Re: md device remains active even when all supporting disks have failed and been disabled by the kernel.

Aidan Walton <aidan.walton@xxxxxxxxx> · Thu, 13 Jan 2022 01:03:05 +0100

Hi Roger,
As I mentioned, it is a:
JMicron Technology Corp. JMB363

The reason for it failing is not entirely clear, but I'm fairly sure
it's not related to your suggestions. I can make it fail at will by
using:
 dd if=/dev/sdc of=/dev/null bs=64k count=10000   and  dd if=/dev/sdd
of=/dev/null bs=64k count=10000

Now as I increase the block size of dd, the rate of errors and resets
reduces, in what seems to be a rather linear manner. (Not in any way
scientifically proven) but there is a clear relationship between
commands/sec and resets.

If I use dd on only one disk, I get no errors and no resets, and this
applies to either disk.

Thanks for the interest, however I was not trying to digress off topic
too much. I don't think the linux-raid list is responsible for all
possible controllers out there.

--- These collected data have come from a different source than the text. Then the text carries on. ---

//! Crop window and exclusion mask.
//!
//! The divisors and factors below were fitted by hand to one dataset's
//! reachable area. They are kept as named parameters with their observed
//! defaults; there is no analytic derivation for them.

use serde::{Deserialize, Serialize};
use tracing::debug;

use crate::error::{GridError, GridResult};
use crate::grid::Grid;

/// Divisors that place the crop window inside the full grid.
///
/// ```text
/// x_min  = floor(width / x_margin_divisor)
/// x_max  = width - x_min
/// x_min += floor(x_max / x_shift_divisor)
/// y_min  = floor(height / y_margin_divisor)
/// y_max  = floor(height - y_min + height / y_extra_divisor)
/// ```
#[derive(Debug, Clone, Copy, PartialEq, Serialize, Deserialize)]
#[serde(default)]
pub struct CropRatios {
    pub x_margin_divisor: f64,
    pub x_shift_divisor: f64,
    pub y_margin_divisor: f64,
    pub y_extra_divisor: f64,
}

impl Default for CropRatios {
    fn default() -> Self {
        Self {
            x_margin_divisor: 12.0,
            x_shift_divisor: 50.0,
            y_margin_divisor: 5.75,
            y_extra_divisor: 70.0,
        }
    }
}

impl CropRatios {
    fn validate(&self) -> GridResult<()> {
        for (name, value) in [
            ("x_margin_divisor", self.x_margin_divisor),
            ("x_shift_divisor", self.x_shift_divisor),
            ("y_margin_divisor", self.y_margin_divisor),
            ("y_extra_divisor", self.y_extra_divisor),
        ] {
            if !(value.is_finite() && value > 0.0) {
                return Err(GridError::invalid_param(
                    name,
                    value,
                    "crop divisors must be positive",
                ));
            }
        }
        Ok(())
    }
}

/// Inclusive rectangle of retained samples, in full-grid coordinates.
#[derive(Debug, Clone, Copy, PartialEq, Eq, Serialize, Deserialize)]
pub struct CropWindow {
    pub x_min: usize,
    pub x_max: usize,
    pub y_min: usize,
    pub y_max: usize,
}

impl CropWindow {
    /// Compute the window for a `width`×`height` grid.
    ///
    /// Upper bounds are clamped to the last valid index. A window with no
    /// columns or rows is a [`GridError::DegenerateCrop`].
    pub fn compute(width: usize, height: usize, ratios: &CropRatios) -> GridResult<Self> {
        ratios.validate()?;

        let w = width as f64;
        let h = height as f64;

        let mut x_min = (w / ratios.x_margin_divisor).floor() as i64;
        let mut x_max = width as i64 - x_min;
        x_min += (x_max as f64 / ratios.x_shift_divisor).floor() as i64;
        x_max = x_max.min(width as i64 - 1);

        let y_min = (h / ratios.y_margin_divisor).floor() as i64;
        let y_max = ((h - y_min as f64 + h / ratios.y_extra_divisor).floor() as i64)
            .min(height as i64 - 1);

        if width == 0 || height == 0 || x_max < x_min || y_max < y_min {
            return Err(GridError::DegenerateCrop {
                x_min,
                x_max,
                y_min,
                y_max,
                width,
                height,
            });
        }

        let window = Self {
            x_min: x_min as usize,
            x_max: x_max as usize,
            y_min: y_min as usize,
            y_max: y_max as usize,
        };
        debug!(?window, width, height, "Computed crop window");
        Ok(window)
    }

    /// A window covering the whole grid.
    pub fn full(width: usize, height: usize) -> Self {
        Self {
            x_min: 0,
            x_max: width.saturating_sub(1),
            y_min: 0,
            y_max: height.saturating_sub(1),
        }
    }

    #[inline]
    pub fn width(&self) -> usize {
        self.x_max - self.x_min + 1
    }

    #[inline]
    pub fn height(&self) -> usize {
        self.y_max - self.y_min + 1
    }

    #[inline]
    pub fn contains(&self, x: usize, y: usize) -> bool {
        (self.x_min..=self.x_max).contains(&x) && (self.y_min..=self.y_max).contains(&y)
    }
}

/// Whether the grid is cropped, and with which divisors.
#[derive(Debug, Clone, Copy, PartialEq, Serialize, Deserialize)]
#[serde(tag = "mode", rename_all = "snake_case")]
pub enum CropSpec {
    Ratios(CropRatios),
    Disabled,
}

impl Default for CropSpec {
    fn default() -> Self {
        CropSpec::Ratios(CropRatios::default())
    }
}

impl CropSpec {
    /// Window for a `width`×`height` grid, or `None` when cropping is off.
    pub fn window(&self, width: usize, height: usize) -> GridResult<Option<CropWindow>> {
        match self {
            CropSpec::Ratios(ratios) => CropWindow::compute(width, height, ratios).map(Some),
            CropSpec::Disabled => Ok(None),
        }
    }
}

/// Copy the window's samples into a new grid.
///
/// The input grid is consumed; the result is `window.width()`×`window.height()`.
pub fn crop_grid(grid: Grid, window: &CropWindow) -> GridResult<Grid> {
    if window.x_max >= grid.width() || window.y_max >= grid.height() {
        return Err(GridError::DegenerateCrop {
            x_min: window.x_min as i64,
            x_max: window.x_max as i64,
            y_min: window.y_min as i64,
            y_max: window.y_max as i64,
            width: grid.width(),
            height: grid.height(),
        });
    }

    let mut out = Grid::zeros(window.width(), window.height());
    for (dy, y) in (window.y_min..=window.y_max).enumerate() {
        out.row_mut(dy)
            .copy_from_slice(&grid.row(y)[window.x_min..=window.x_max]);
    }
    Ok(out)
}

/// Inclusive rectangle of samples forced to zero, in full-grid coordinates.
#[derive(Debug, Clone, Copy, PartialEq, Eq, Serialize, Deserialize)]
pub struct ExclusionMask {
    pub x_min: usize,
    pub x_max: usize,
    pub y_min: usize,
    pub y_max: usize,
}

impl ExclusionMask {
    #[inline]
    pub fn contains(&self, x: usize, y: usize) -> bool {
        x >= self.x_min && x <= self.x_max && y >= self.y_min && y <= self.y_max
    }
}

/// Factors that derive the exclusion mask from a crop window.
///
/// Masked columns satisfy `x < crop.x_min * x_extent`; masked rows satisfy
/// `crop.y_min * y_start < y < crop.y_min * y_end`. Both comparisons are strict.
#[derive(Debug, Clone, Copy, PartialEq, Serialize, Deserialize)]
#[serde(default)]
pub struct MaskRatios {
    pub x_extent: f64,
    pub y_start: f64,
    pub y_end: f64,
}

impl Default for MaskRatios {
    fn default() -> Self {
        Self {
            x_extent: 1.3,
            y_start: 2.0,
            y_end: 2.8,
        }
    }
}

impl MaskRatios {
    /// Resolve to an inclusive rectangle, or `None` if it covers nothing.
    pub fn derive(&self, window: &CropWindow) -> Option<ExclusionMask> {
        let x_limit = window.x_min as f64 * self.x_extent;
        let y_low = window.y_min as f64 * self.y_start;
        let y_high = window.y_min as f64 * self.y_end;

        // Largest integer strictly below `x_limit` / `y_high`, smallest strictly above `y_low`.
        let x_max = x_limit.ceil() as i64 - 1;
        let y_min = y_low.floor() as i64 + 1;
        let y_max = y_high.ceil() as i64 - 1;

        if x_max < 0 || y_max < y_min || y_min < 0 {
            return None;
        }
        Some(ExclusionMask {
            x_min: 0,
            x_max: x_max as usize,
            y_min: y_min as usize,
            y_max: y_max as usize,
        })
    }
}

/// How the exclusion mask is chosen.
#[derive(Debug, Clone, Copy, PartialEq, Serialize, Deserialize)]
#[serde(tag = "mode", rename_all = "snake_case")]
pub enum MaskSpec {
    /// Derive from the crop window.
    Derived(MaskRatios),
    /// Use this rectangle.
    Explicit(ExclusionMask),
    /// No mask.
    Disabled,
}

impl Default for MaskSpec {
    fn default() -> Self {
        MaskSpec::Derived(MaskRatios::default())
    }
}

impl MaskSpec {
    /// Resolve against the crop window, if cropping is enabled.
    pub fn resolve(&self, window: Option<&CropWindow>) -> Option<ExclusionMask> {
        match self {
            MaskSpec::Derived(ratios) => window.and_then(|w| ratios.derive(w)),
            MaskSpec::Explicit(mask) => Some(*mask),
            MaskSpec::Disabled => None,
        }
    }
}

However the interactions between
mdraid and LVM is important and this is actually why I posted
initially.

Essentially I'm hoping someone comes back and says....hey did you
check that such a file under sys/.... is clear or not etc.
i.e. My instinct tells me somehow the kernel is holding a lock on LVM
and the mount/umount commands don't seem to care. They do what is
expected and /proc/mounts is updated accordingly. That is to say, file
locking is not the problem, but something is that I have missed and I
dont have the necessary knowledge to focus down onto it.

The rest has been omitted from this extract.